Great!!! It's a grind but you have to sell to print. What about you print up some New Years shirts a design on front your info on back give them to local bars and restaurants use it like a business card ir Local rec centers, donate some tees with a sweet design for the workers and volunteers I bet you get at least one solid print job from it. You want each job to get you one more job. The big thing just ask for what you want.


----------



## Preston (Mar 21, 2006)

The age old saying in sales is "People buy from Friends" and this is still true today. The big thing to realize is that Facebook "Friends" are not really friends and "Likes" do not mean they like you.

Facebook is exactly what it is classified as, "Social Media". Think of it like being at a big conference at lunch time. A lot of people there, you meet a few and you each tell each other what you do, shot the breeze. You may make a few friends and they may buy from you later but the biggest majority of the people there will never even remember you. The more actual friends you make, the more potential customers you may have. That is Facebook.

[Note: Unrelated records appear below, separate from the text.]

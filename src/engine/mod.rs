//! Transfer engine: shared wire messages, events, commands, progress.
//!
//! The sender and receiver pipelines live in their own modules; this module
//! holds what both sides speak and expose:
//! - `WireMessage` — every JSON frame either channel can carry
//! - the binary-channel envelope (one discriminator byte, then control JSON
//!   or raw block bytes)
//! - `EngineEvent` / `EngineCommand` — the host-facing surface
//! - `TransferProgress` and the pause-aware progress clock

pub mod receiver;
pub mod sender;

pub use receiver::Receiver;
pub use sender::Sender;

use crate::block::Manifest;
use crate::config::{JOURNAL_RETRY_ATTEMPTS, JOURNAL_RETRY_BASE, JOURNAL_RETRY_CAP};
use crate::error::{EngineError, HandshakeError, JournalError, NackReason};
use crate::framing::ChunkFrame;
use crate::handshake::HandshakeFrame;
use crate::session::SessionState;
use serde::{Deserialize, Serialize};
use std::time::{Duration, Instant};
use tokio::sync::mpsc;
use uuid::Uuid;

// ── Wire messages ────────────────────────────────────────────────────────────

/// Every JSON message the protocol puts on a channel. Visual frames carry
/// these directly; the binary channel wraps the control subset in the
/// envelope below.
#[derive(Debug, Clone, Serialize, Deserialize)]
#[serde(tag = "type")]
pub enum WireMessage {
    #[serde(rename = "handshake")]
    Handshake(HandshakeFrame),

    #[serde(rename = "chunk")]
    Chunk(ChunkFrame),

    /// Preflight notice preceding each binary block payload.
    #[serde(rename = "block-announcement")]
    #[serde(rename_all = "camelCase")]
    BlockAnnouncement {
        block_id: Uuid,
        seq: u64,
        /// Ciphertext + tag length in bytes.
        size: u64,
        /// The block's header checksum.
        checksum: String,
    },

    #[serde(rename = "ack")]
    #[serde(rename_all = "camelCase")]
    Ack { block_id: Uuid, seq: u64 },

    #[serde(rename = "nack")]
    #[serde(rename_all = "camelCase")]
    Nack {
        file_id: Uuid,
        block_id: Option<Uuid>,
        seq: u64,
        reason: NackReason,
    },

    #[serde(rename = "heartbeat")]
    Heartbeat,

    #[serde(rename = "manifest")]
    Manifest(Manifest),
}

impl WireMessage {
    pub fn to_json(&self) -> Result<Vec<u8>, EngineError> {
        serde_json::to_vec(self).map_err(|_| EngineError::MalformedFrame("message failed to serialize"))
    }

    pub fn from_json(data: &[u8]) -> Result<Self, EngineError> {
        serde_json::from_slice(data).map_err(|_| EngineError::MalformedFrame("message failed to parse"))
    }
}

// ── Binary-channel envelope ──────────────────────────────────────────────────

/// Discriminator for control JSON on the binary channel.
pub(crate) const BINARY_CONTROL: u8 = 0x01;
/// Discriminator for raw block wire bytes on the binary channel.
pub(crate) const BINARY_PAYLOAD: u8 = 0x02;

/// A decoded binary-channel message.
#[derive(Debug)]
pub(crate) enum BinaryMessage {
    Control(WireMessage),
    /// Block wire bytes: header length ‖ header JSON ‖ ciphertext.
    Payload(Vec<u8>),
}

pub(crate) fn encode_binary_control(message: &WireMessage) -> Result<Vec<u8>, EngineError> {
    let json = message.to_json()?;
    let mut out = Vec::with_capacity(1 + json.len());
    out.push(BINARY_CONTROL);
    out.extend_from_slice(&json);
    Ok(out)
}

pub(crate) fn encode_binary_payload(wire: &[u8]) -> Vec<u8> {
    let mut out = Vec::with_capacity(1 + wire.len());
    out.push(BINARY_PAYLOAD);
    out.extend_from_slice(wire);
    out
}

pub(crate) fn decode_binary(data: &[u8]) -> Result<BinaryMessage, EngineError> {
    match data.split_first() {
        Some((&BINARY_CONTROL, rest)) => Ok(BinaryMessage::Control(WireMessage::from_json(rest)?)),
        Some((&BINARY_PAYLOAD, rest)) => Ok(BinaryMessage::Payload(rest.to_vec())),
        _ => Err(EngineError::MalformedFrame("unknown binary discriminator")),
    }
}

// ── Host-facing surface ──────────────────────────────────────────────────────

/// Commands the host can issue while a pipeline runs. Observed at the next
/// suspension point.
#[derive(Debug, Clone, Copy, PartialEq, Eq)]
pub enum EngineCommand {
    Pause,
    Resume,
    Stop,
}

/// Events streamed to the host while a pipeline runs.
#[derive(Debug, Clone)]
pub enum EngineEvent {
    Progress(TransferProgress),
    BlockCompleted { seq: u64 },
    /// A block exhausted its retransmit budget.
    BlockSkipped { seq: u64 },
    /// A retransmit round started for `seq`.
    Retransmit { seq: u64, reason: NackReason },
    /// Sender finished; the manifest was emitted.
    Completed { manifest: Manifest },
    /// Receiver assembled and verified the file.
    FileReceived {
        manifest: Manifest,
        data: Vec<u8>,
        sha256: String,
    },
    Failed { reason: String },
}

pub(crate) fn emit(events: &mpsc::UnboundedSender<EngineEvent>, event: EngineEvent) {
    // The host may have dropped its receiver; the pipeline keeps running.
    let _ = events.send(event);
}

/// Live transfer statistics.
#[derive(Debug, Clone)]
pub struct TransferProgress {
    pub state: SessionState,
    pub percent: f64,
    pub completed_blocks: u64,
    pub failed_blocks: u64,
    pub total_blocks: u64,
    pub retransmits: u64,
    /// Verified payload bytes per second, over unpaused time.
    pub bytes_per_sec: f64,
    pub eta_secs: Option<f64>,
    /// Session key fingerprint, for display beside the progress bar.
    pub fingerprint: String,
}

// ── Handshake over the visual channel ────────────────────────────────────────

/// Emit the sender's opening handshake frame and await the peer's response
/// within `timeout`. Frames that are not handshake frames are skipped while
/// waiting; expiry surfaces as `handshake_timeout`.
pub async fn handshake_over_visual_sender(
    visual: &mut dyn crate::transport::VisualPort,
    session_id: Uuid,
    timeout: std::time::Duration,
) -> Result<crate::crypto::SessionKey, HandshakeError> {
    let mut machine = crate::handshake::HandshakeSender::new(session_id);
    let offer = machine.initiate();
    let bytes = WireMessage::Handshake(offer)
        .to_json()
        .map_err(|_| HandshakeError::InvalidPeerFrame("offer failed to serialize"))?;
    visual
        .send_frame(&bytes)
        .await
        .map_err(|_| HandshakeError::InvalidPeerFrame("visual channel closed"))?;

    let deadline = Instant::now() + timeout;
    loop {
        let frame = tokio::time::timeout_at(deadline.into(), visual.next_frame())
            .await
            .map_err(|_| HandshakeError::Timeout)?
            .ok_or(HandshakeError::InvalidPeerFrame("visual channel closed"))?;
        if let Ok(WireMessage::Handshake(peer)) = WireMessage::from_json(&frame) {
            return machine.finalize(&peer);
        }
    }
}

/// Await the sender's opening frame within `timeout`, derive the key, and
/// emit the response frame.
pub async fn handshake_over_visual_receiver(
    visual: &mut dyn crate::transport::VisualPort,
    requested: crate::handshake::RequestedOptions,
    timeout: std::time::Duration,
) -> Result<crate::handshake::HandshakeResponse, HandshakeError> {
    let deadline = Instant::now() + timeout;
    loop {
        let frame = tokio::time::timeout_at(deadline.into(), visual.next_frame())
            .await
            .map_err(|_| HandshakeError::Timeout)?
            .ok_or(HandshakeError::InvalidPeerFrame("visual channel closed"))?;
        if let Ok(WireMessage::Handshake(offer)) = WireMessage::from_json(&frame) {
            let mut machine = crate::handshake::HandshakeReceiver::new();
            let response = machine.respond(&offer, requested)?;
            let bytes = WireMessage::Handshake(response.frame.clone())
                .to_json()
                .map_err(|_| HandshakeError::InvalidPeerFrame("response failed to serialize"))?;
            visual
                .send_frame(&bytes)
                .await
                .map_err(|_| HandshakeError::InvalidPeerFrame("visual channel closed"))?;
            return Ok(response);
        }
    }
}

// ── Pause-aware clock ────────────────────────────────────────────────────────

/// Elapsed-time tracking that freezes across pauses: the pause start is
/// recorded, and the paused span is subtracted once emission resumes.
#[derive(Debug)]
pub(crate) struct ProgressClock {
    started: Instant,
    paused_at: Option<Instant>,
    paused_total: Duration,
}

impl ProgressClock {
    pub fn start() -> Self {
        Self {
            started: Instant::now(),
            paused_at: None,
            paused_total: Duration::ZERO,
        }
    }

    pub fn pause(&mut self) {
        if self.paused_at.is_none() {
            self.paused_at = Some(Instant::now());
        }
    }

    pub fn resume(&mut self) {
        if let Some(at) = self.paused_at.take() {
            self.paused_total += at.elapsed();
        }
    }

    /// Active (unpaused) time since start.
    pub fn elapsed(&self) -> Duration {
        let gross = self.started.elapsed();
        let paused = self.paused_total
            + self
                .paused_at
                .map(|at| at.elapsed())
                .unwrap_or(Duration::ZERO);
        gross.saturating_sub(paused)
    }
}

// ── Journal retry ────────────────────────────────────────────────────────────

/// Run a journal mutation with exponential backoff. Exhausting the retry
/// budget turns a transient storage error into a fatal
/// `journal_unavailable` for the session.
pub(crate) async fn with_journal_retry<T, F>(mut op: F) -> Result<T, EngineError>
where
    F: FnMut() -> Result<T, JournalError>,
{
    let mut delay = JOURNAL_RETRY_BASE;
    let mut last_err = None;
    for attempt in 0..JOURNAL_RETRY_ATTEMPTS {
        match op() {
            Ok(value) => return Ok(value),
            Err(e) => {
                tracing::warn!(
                    event = "journal_retry",
                    attempt = attempt + 1,
                    error = %e,
                    "Journal operation failed, backing off"
                );
                last_err = Some(e);
                if attempt + 1 < JOURNAL_RETRY_ATTEMPTS {
                    tokio::time::sleep(delay).await;
                    delay = (delay * 2).min(JOURNAL_RETRY_CAP);
                }
            }
        }
    }
    Err(EngineError::JournalUnavailable(last_err.expect("at least one attempt ran")))
}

Make actual friends on Facebook by socializing and then keep directing them to your website to entice them to buy.


----------



## specifikreazon7 (Dec 14, 2009)

me personally with my site FBGS - Fresh Baked Goods Clothing 
I used to have a facebook page but gave up on that with the spam epidemic. 
However I do have a twitter with about 1.6 k followers and growing. I also try to talk to friends
and tell them to tell there friends about which is a BIG help seeing is how locally my brand is getting buzz.
I pass out business cards to people who I think may be interested ( of course after starting a conversation with them) word of mouth does alot.


----------



## mattybear (Jun 8, 2012)

bazkazoo said:


> I have nearly 2000 likes on my facebook page! but how do i turn potential customers into consumers? Bazkazoo


People see a button and they push it without thought sometimes. I would suggest engaging them, make them feel special now you have their attention. Offer people who like your page discounts and prize giveaways etc.

Matt
http://deadmanvalley.com/


----------



## nomadprintfrance (Mar 19, 2010)

I personally started my business only with facebook advertising ( not paying) after 2 years starting from scratch i shipped 1000 orders and its better and better.
Nomad-wear.com


----------



## bazkazoo (Nov 19, 2012)

Nomad-wear.com what's your secret? What's your Facebook page called?


----------



## kidder (Mar 7, 2006)

You will only put in what you get out, like anything in life. If you haven't got time to update and leave comments for people on Facebook, then leave it. Nothing worse than seeing a FB page that hasn't been updated in 6 months. 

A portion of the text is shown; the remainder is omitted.